Instructions to follow: Below is a block of entries; repeat exactly the lines starting at the line that contains "is attached to." and ending at the line that contains "let q = bracket.nearest()?;", both included.

Dataset extract:
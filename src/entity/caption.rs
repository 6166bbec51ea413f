use crate::compositor::panel::PanelOutput;
use crate::foundation::core::{Rect, Rgba, Vec2};
use crate::foundation::math::{lerp, round_half_even};
use crate::layout::frame::PositionUnits;
use crate::sequencer::resolve::{Sequencer, SequencerMode, StepCursor};
use crate::timeline::tick::TickContext;

/// Rate at which a freshly shown tail grows to full length, per second.
const TAIL_GROW_RATE: f64 = 10.0;
/// The tail points "down" at zero rotation.
const TAIL_ROTATION_OFFSET_DEG: f64 = -90.0;
/// Frames at or below this size (either axis) leave the caption unplaced.
const MIN_FRAME_EXTENT: f64 = 10.0;

/// Horizontal anchoring of a tailless caption inside its panel.
#[derive(Clone, Copy, Debug, Default, PartialEq, Eq, serde::Serialize, serde::Deserialize)]
pub enum CaptionHorzAlign {
    /// Offset from the left edge.
    #[default]
    Left,
    /// Offset from the centre.
    Center,
    /// Offset from the right edge.
    Right,
}

/// Vertical anchoring of a tailless caption inside its panel.
#[derive(Clone, Copy, Debug, Default, PartialEq, Eq, serde::Serialize, serde::Deserialize)]
pub enum CaptionVertAlign {
    /// Offset from the top edge.
    #[default]
    Top,
    /// Offset from the centre.
    Center,
    /// Offset from the bottom edge.
    Bottom,
}

/// Axis-aligned box in GUI space (y-down from the top of the screen).
#[derive(Clone, Copy, Debug, Default, PartialEq, serde::Serialize, serde::Deserialize)]
pub struct LayoutBox {
    /// Left.
    pub x: f64,
    /// Top.
    pub y: f64,
    /// Width.
    pub width: f64,
    /// Height.
    pub height: f64,
}

impl LayoutBox {
    /// Build a [`LayoutBox`] value.
    pub const fn new(x: f64, y: f64, width: f64, height: f64) -> Self {
        Self {
            x,
            y,
            width,
            height,
        }
    }

    fn rounded(self) -> Self {
        Self::new(
            round_half_even(self.x),
            round_half_even(self.y),
            round_half_even(self.width),
            round_half_even(self.height),
        )
    }
}

/// One caption keyframe.
#[derive(Clone, Debug, PartialEq, serde::Serialize, serde::Deserialize)]
#[serde(default)]
pub struct CaptionState {
    /// Offset and unscaled size. With a tail, `x`/`y` are shares of the frame size.
    pub layout: LayoutBox,
    /// Units of `layout.x` for tailless captions.
    pub offset_units_x: PositionUnits,
    /// Units of `layout.y` for tailless captions.
    pub offset_units_y: PositionUnits,
    /// Caption text.
    pub text: String,
    /// Drop-shadow offset in pixels.
    pub drop_shadow: Vec2,
    /// Drop-shadow colour.
    pub drop_shadow_color: Rgba,
    /// Tail wedge width in degrees.
    pub tail_width: f64,
    /// Tail length in reference pixels.
    pub tail_height: f64,
    /// Tail direction in degrees.
    pub tail_rotation: f64,
    /// Text and balloon colour.
    pub color: Rgba,
    /// Draw a speech-balloon tail.
    pub draw_tail: bool,
    /// Vertical anchoring.
    pub vert_align: CaptionVertAlign,
    /// Horizontal anchoring.
    pub horz_align: CaptionHorzAlign,
    /// Balloon corner radius as a share of the half width.
    pub corner_rounding: f64,
}

impl Default for CaptionState {
    fn default() -> Self {
        Self {
            layout: LayoutBox::new(10.0, 10.0, 200.0, 70.0),
            offset_units_x: PositionUnits::Pixels,
            offset_units_y: PositionUnits::Pixels,
            text: "Hello world.".to_owned(),
            drop_shadow: Vec2::ZERO,
            drop_shadow_color: Rgba::BLACK,
            tail_width: 40.0,
            tail_height: 200.0,
            tail_rotation: 0.0,
            color: Rgba::WHITE,
            draw_tail: false,
            vert_align: CaptionVertAlign::Top,
            horz_align: CaptionHorzAlign::Left,
            corner_rounding: 0.11,
        }
    }
}

/// Speech-balloon tail placement.
#[derive(Clone, Copy, Debug, PartialEq, serde::Serialize)]
pub struct TailGeometry {
    /// Balloon box in GUI pixels.
    pub pixel_position: LayoutBox,
    /// Tip position relative to the balloon centre.
    pub tip_offset: Vec2,
    /// Grow-in factor, `0..=1`.
    pub progress: f64,
    /// Drop shadow expressed in the tail's rotated frame.
    pub drop_shadow_offset: Vec2,
}

/// Caption placement for one tick.
#[derive(Clone, Debug, PartialEq, serde::Serialize)]
pub struct CaptionOutput {
    /// Text of the nearer keyframe.
    pub text: String,
    /// Placed box. Tailless captions are absolute and rounded; tailed captions keep the
    /// interpolated offset with a scaled size.
    pub layout: LayoutBox,
    /// Drop-shadow offset.
    pub drop_shadow: Vec2,
    /// Drop-shadow colour.
    pub drop_shadow_color: Rgba,
    /// Tail wedge width in degrees.
    pub tail_width: f64,
    /// Tail length in device pixels.
    pub tail_height: f64,
    /// Tail direction in degrees.
    pub tail_rotation: f64,
    /// Colour.
    pub color: Rgba,
    /// Corner rounding ratio.
    pub corner_rounding: f64,
    /// Anchoring copied from the nearer keyframe.
    pub horz_align: CaptionHorzAlign,
    /// Anchoring copied from the nearer keyframe.
    pub vert_align: CaptionVertAlign,
    /// Tail placement when the nearer keyframe draws one.
    pub tail: Option<TailGeometry>,
}

/// A text caption or speech balloon attached to a panel.
#[derive(Debug)]
pub struct Caption {
    name: String,
    states: Sequencer<CaptionState>,
    panel: Option<String>,
    enabled: bool,
    layout_pending: bool,
    tail_progress: f64,
}

impl Caption {
    /// Build a caption. Its first layout is scheduled for the next tick.
    pub fn new(name: impl Into<String>, states: Sequencer<CaptionState>, panel: Option<String>) -> Self {
        Self {
            name: name.into(),
            states,
            panel,
            enabled: true,
            layout_pending: true,
            tail_progress: 0.0,
        }
    }

    /// Caption name.
    pub fn name(&self) -> &str {
        &self.name
    }

    /// Name of the panel the caption is attached to.
    pub fn panel(&self) -> Option<&str> {
        self.panel.as_deref()
    }

    /// Switch the sequencer's resolution mode.
    pub fn set_mode(&mut self, mode: SequencerMode) {
        self.states.set_mode(mode);
    }

    /// Keyframe sequencer.
    pub fn states(&self) -> &Sequencer<CaptionState> {
        &self.states
    }

    /// Whether the caption updates every tick.
    pub fn is_enabled(&self) -> bool {
        self.enabled
    }

    /// Enable or disable per-tick updates.
    pub fn set_enabled(&mut self, enabled: bool) {
        self.enabled = enabled;
    }

    /// Request one layout pass on the next tick, even while disabled.
    pub fn schedule_layout(&mut self) {
        self.layout_pending = true;
    }

    /// Whether a scheduled layout is still waiting for a tick.
    pub fn is_layout_pending(&self) -> bool {
        self.layout_pending
    }

    /// Current tail grow-in factor.
    pub fn tail_progress(&self) -> f64 {
        self.tail_progress
    }

    /// Place the caption against its panel's output for this tick.
    ///
    /// Returns `None` while disabled (and no layout is scheduled), when either
    /// bracketing state is missing, without a viewport, or when the frame is too small.
    pub fn update(&mut self, ctx: &TickContext<'_>, panel: Option<&PanelOutput>) -> Option<CaptionOutput> {
        let scheduled = std::mem::take(&mut self.layout_pending);
        if !self.enabled && !scheduled {
            return None;
        }

        let cursor = StepCursor::from_clock(ctx.clock, self.states.start_index());
        let bracket = self.states.bracket(cursor);
        let (a, b) = bracket.pair()?;
        let q = bracket.nearest()?;
        let t = bracket.progress;

        let viewport = ctx.viewport?;
        let resolution_scale = viewport.resolution_scale();
        if resolution_scale == 0.0 {
            return None;
        }
        let frame = panel?.frame_rect;
        if !(frame.width() > MIN_FRAME_EXTENT && frame.height() > MIN_FRAME_EXTENT) {
            return None;
        }

        let gui_scale = resolution_scale / 0.5;
        let offset = |s: &CaptionState| {
            let x = if s.offset_units_x == PositionUnits::Pixels || q.draw_tail {
                s.layout.x
            } else {
                frame.width() * (s.layout.x * 0.01)
            };
            let y = if s.offset_units_y == PositionUnits::Pixels || q.draw_tail {
                s.layout.y
            } else {
                frame.height() * (s.layout.y * 0.01)
            };
            Vec2::new(x, y)
        };
        let pos = lerp(&offset(a), &offset(b), t);
        let size = lerp(
            &Vec2::new(a.layout.width, a.layout.height),
            &Vec2::new(b.layout.width, b.layout.height),
            t,
        );
        let layout = LayoutBox::new(pos.x, pos.y, size.x * gui_scale, size.y * gui_scale);

        let mut out = CaptionOutput {
            text: q.text.clone(),
            layout,
            drop_shadow: lerp(&a.drop_shadow, &b.drop_shadow, t),
            drop_shadow_color: lerp(&a.drop_shadow_color, &b.drop_shadow_color, t),
            tail_width: lerp(&a.tail_width, &b.tail_width, t),
            tail_height: lerp(&a.tail_height, &b.tail_height, t) * gui_scale,
            tail_rotation: lerp(&a.tail_rotation, &b.tail_rotation, t),
            color: lerp(&a.color, &b.color, t),
            corner_rounding: lerp(&a.corner_rounding, &b.corner_rounding, t),
            horz_align: q.horz_align,
            vert_align: q.vert_align,
            tail: None,
        };

        let screen_height = viewport.device_size.height;
        if q.draw_tail {
            self.tail_progress = if q.color.a == 1.0 {
                lerp(&self.tail_progress, &1.0, ctx.dt * TAIL_GROW_RATE)
            } else {
                0.0
            };
            out.tail = Some(tail_geometry(&out, frame, screen_height, self.tail_progress));
        } else {
            out.layout = align_to_frame(out.layout, q, frame, screen_height);
        }
        Some(out)
    }
}

fn tail_geometry(out: &CaptionOutput, frame: Rect, screen_height: f64, progress: f64) -> TailGeometry {
    let layout = out.layout;
    let pixel_position = LayoutBox::new(
        frame.x0 + frame.width() * layout.x,
        screen_height - frame.y0 - frame.height() + frame.height() * layout.y,
        layout.width,
        layout.height,
    );

    let rad = out.tail_rotation.to_radians();
    let tail_offset = lerp(
        &(pixel_position.width * 0.5),
        &(pixel_position.height * 0.5),
        rad.cos().abs(),
    ) * (0.75 * (out.tail_height / 200.0));
    let reach = tail_offset + out.tail_height;
    let tip_angle = rad + TAIL_ROTATION_OFFSET_DEG.to_radians();

    let shadow_angle = out.drop_shadow.y.atan2(out.drop_shadow.x) - rad;
    let shadow_len = out.drop_shadow.hypot();

    TailGeometry {
        pixel_position,
        tip_offset: Vec2::new(reach * tip_angle.cos(), reach * tip_angle.sin()),
        progress,
        drop_shadow_offset: Vec2::new(shadow_len * shadow_angle.cos(), shadow_len * shadow_angle.sin()),
    }
}

/// Anchor a tailless caption inside `frame`, flipping y into GUI space, then round.
fn align_to_frame(layout: LayoutBox, q: &CaptionState, frame: Rect, screen_height: f64) -> LayoutBox {
    let (fx, fy, fw, fh) = (frame.x0, frame.y0, frame.width(), frame.height());
    let x = match q.horz_align {
        CaptionHorzAlign::Left => fx + layout.x,
        CaptionHorzAlign::Center => fx + fw * 0.5 - layout.width * 0.5 + layout.x,
        CaptionHorzAlign::Right => fx + fw - layout.width - layout.x,
    };
    let y = match q.vert_align {
        CaptionVertAlign::Top => screen_height - (fy + fh) + layout.y,
        CaptionVertAlign::Center => screen_height - (fy + fh) + fh * 0.5 - layout.height * 0.5 + layout.y,
        CaptionVertAlign::Bottom => screen_height - fy - layout.height - layout.y,
    };
    LayoutBox::new(x, y, layout.width, layout.height).rounded()
}

#[cfg(test)]
#[path = "../../tests/unit/entity/caption.rs"]
mod tests;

Output of the task:
    /// Name of the panel the caption is attached to.
    pub fn panel(&self) -> Option<&str> {
        self.panel.as_deref()
    }

    /// Switch the sequencer's resolution mode.
    pub fn set_mode(&mut self, mode: SequencerMode) {
        self.states.set_mode(mode);
    }

    /// Keyframe sequencer.
    pub fn states(&self) -> &Sequencer<CaptionState> {
        &self.states
    }

    /// Whether the caption updates every tick.
    pub fn is_enabled(&self) -> bool {
        self.enabled
    }

    /// Enable or disable per-tick updates.
    pub fn set_enabled(&mut self, enabled: bool) {
        self.enabled = enabled;
    }

    /// Request one layout pass on the next tick, even while disabled.
    pub fn schedule_layout(&mut self) {
        self.layout_pending = true;
    }

    /// Whether a scheduled layout is still waiting for a tick.
    pub fn is_layout_pending(&self) -> bool {
        self.layout_pending
    }

    /// Current tail grow-in factor.
    pub fn tail_progress(&self) -> f64 {
        self.tail_progress
    }

    /// Place the caption against its panel's output for this tick.
    ///
    /// Returns `None` while disabled (and no layout is scheduled), when either
    /// bracketing state is missing, without a viewport, or when the frame is too small.
    pub fn update(&mut self, ctx: &TickContext<'_>, panel: Option<&PanelOutput>) -> Option<CaptionOutput> {
        let scheduled = std::mem::take(&mut self.layout_pending);
        if !self.enabled && !scheduled {
            return None;
        }

        let cursor = StepCursor::from_clock(ctx.clock, self.states.start_index());
        let bracket = self.states.bracket(cursor);
        let (a, b) = bracket.pair()?;
        let q = bracket.nearest()?;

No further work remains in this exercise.